Future validation should be explicit and layered.

### 1. Parse validation

Require the cleaned AI response to be a JSON array.

Suggested checks:

- root value is a list
- list is not empty
- list length is within expected range

### 2. Card-level validation

Validate each card before normalization returns it.

Suggested checks:

- `type` is one of the supported card types
- `title` is a non-empty string
- `content` is a non-empty string
- `code_example` is present only when useful for `code` or `challenge`
- text fields have practical maximum lengths

### 3. Quiz validation

Quiz cards need stricter validation because the backend checks answers later.

Suggested checks:

- `quiz_options` is a list
- exactly four options are present
- each option has `option`, `text`, and `correct`
- exactly one option has `correct: true`
- option labels are stable, such as `A`, `B`, `C`, `D`

### 4. Sanitization boundary

AI output should be treated as untrusted text.

Suggested checks:

- avoid rendering generated text with raw `innerHTML`
- escape or sanitize title, content, and explanation fields
- keep trusted UI templates separate from AI-generated text

## Recommended Error Handling Improvements

Current generation functions catch all exceptions and return fallback cards.
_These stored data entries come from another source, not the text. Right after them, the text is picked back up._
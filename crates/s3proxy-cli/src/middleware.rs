//! HTTP middleware

use crate::access_log::AccessLogEntry;
use crate::client_ip::client_ip;
use crate::handlers::FetchRecord;
use crate::AppState;
use axum::{
    body::Body,
    extract::{ConnectInfo, State},
    http::Request,
    middleware::Next,
    response::Response,
};
use std::net::SocketAddr;
use std::sync::Arc;

/// Access logging middleware.
///
/// Writes one entry per response carrying a [`FetchRecord`]; requests
/// abandoned before the fetch are not logged.
pub async fn access_log_middleware(
    State(state): State<Arc<AppState>>,
    ConnectInfo(remote_addr): ConnectInfo<SocketAddr>,
    request: Request<Body>,
    next: Next,
) -> Response {
    let client_ip = client_ip(request.headers(), &remote_addr.to_string());
    let method = request.method().to_string();
    let path = request.uri().path().to_string();

    let mut response = next.run(request).await;

    if let Some(record) = response.extensions_mut().remove::<FetchRecord>() {
        state.access_log.record(AccessLogEntry {
            timestamp: record.started_at,
            client_ip,
            method,
            path,
            duration: record.elapsed,
            size: record.size,
        });
    }

    response
}
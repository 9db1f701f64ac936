//! Server startup and lifecycle

use crate::{routes, AppState, ProxyConfig};
use anyhow::Context;
use std::future::Future;
use std::net::SocketAddr;
use std::sync::Arc;
use tokio::net::TcpListener;
use tracing::info;

/// Run the proxy until Ctrl-C
pub async fn run_server(config: ProxyConfig) -> anyhow::Result<()> {
    run_server_with_shutdown(config, shutdown_signal()).await
}

/// Run the proxy with graceful shutdown
pub async fn run_server_with_shutdown(
    config: ProxyConfig,
    shutdown_signal: impl Future<Output = ()> + Send + 'static,
) -> anyhow::Result<()> {
    let addr = config.bind_addr();
    let listener = TcpListener::bind(&addr)
        .await
        .with_context(|| format!("failed to bind to {addr}"))?;

    info!("S3 Proxy Server Listening on: {}", addr);

    let state = Arc::new(AppState::new(config));
    serve(listener, state, shutdown_signal).await?;

    info!("Proxy shutdown complete");

    Ok(())
}

/// Serve the router on an already bound listener
pub async fn serve(
    listener: TcpListener,
    state: Arc<AppState>,
    shutdown_signal: impl Future<Output = ()> + Send + 'static,
) -> anyhow::Result<()> {
    let app = routes::create_router(state);

    axum::serve(
        listener,
        app.into_make_service_with_connect_info::<SocketAddr>(),
    )
    .with_graceful_shutdown(shutdown_signal)
    .await?;

    Ok(())
}

async fn shutdown_signal() {
    tokio::signal::ctrl_c().await.ok();
    info!("received shutdown signal, draining connections");
}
That
is good for demo resilience but makes debugging hard.

Recommended improvements:

1. Log a safe internal reason code when fallback is used.
2. Return a response field such as `fallback_used: true`.
3. Return a safe `fallback_reason` enum, such as:
- `offline_mode`
- `model_unavailable`
- `invalid_json`
- `invalid_schema`
- `generation_error`
4. Avoid logging raw notes, PDF text, prompts, or full provider responses.
5. Add tests that feed malformed AI output into the parser/validator.

Example future response:

```json
{
"success": true,
"session_id": "session_123",
"cards": [],
"total_cards": 5,
"offline_mode": false,
"fallback_used": true,
"fallback_reason": "invalid_json"
}
```

## Test Cases to Add

Backend tests should cover:

- valid JSON array with all supported card types
- fenced JSON array
- prose before JSON
- invalid JSON
- object root instead of array root
- empty array
- card with missing title
- card with unknown type
- quiz with no correct option
- quiz with two correct options
- oversized content field
- provider exception fallback

Manual checks should confirm:

- fallback cards still render when `GOOGLE_API_KEY` is missing
- topic generation remains usable in offline mode
- notes and PDF flows do not expose raw source text in errors

## Contributor Checklist

Use this checklist before changing AI generation behavior:

- [ ] Prompt output expectations are still valid JSON.
- [ ] Backend parsing rejects non-array roots.
- [ ] Unknown card types are rejected or mapped safely.
- [ ] Quiz option schema is consistent with frontend rendering.
- [ ] Fallback cards still render in offline mode.
- [ ] Safe fallback reason logging avoids secrets and raw user content.
- [ ] Tests cover malformed model output.
- [ ] Frontend rendering treats AI text as untrusted.

## Open Questions

- Should invalid cards be dropped individually, or should the entire deck fall
back?
- Should fallback reasons be returned to the frontend or only logged?
- Should the backend enforce exact `num_cards` after validation?
- Should the frontend support both string and object quiz options during a
migration period?
- Should generated card text have type-specific maximum lengths?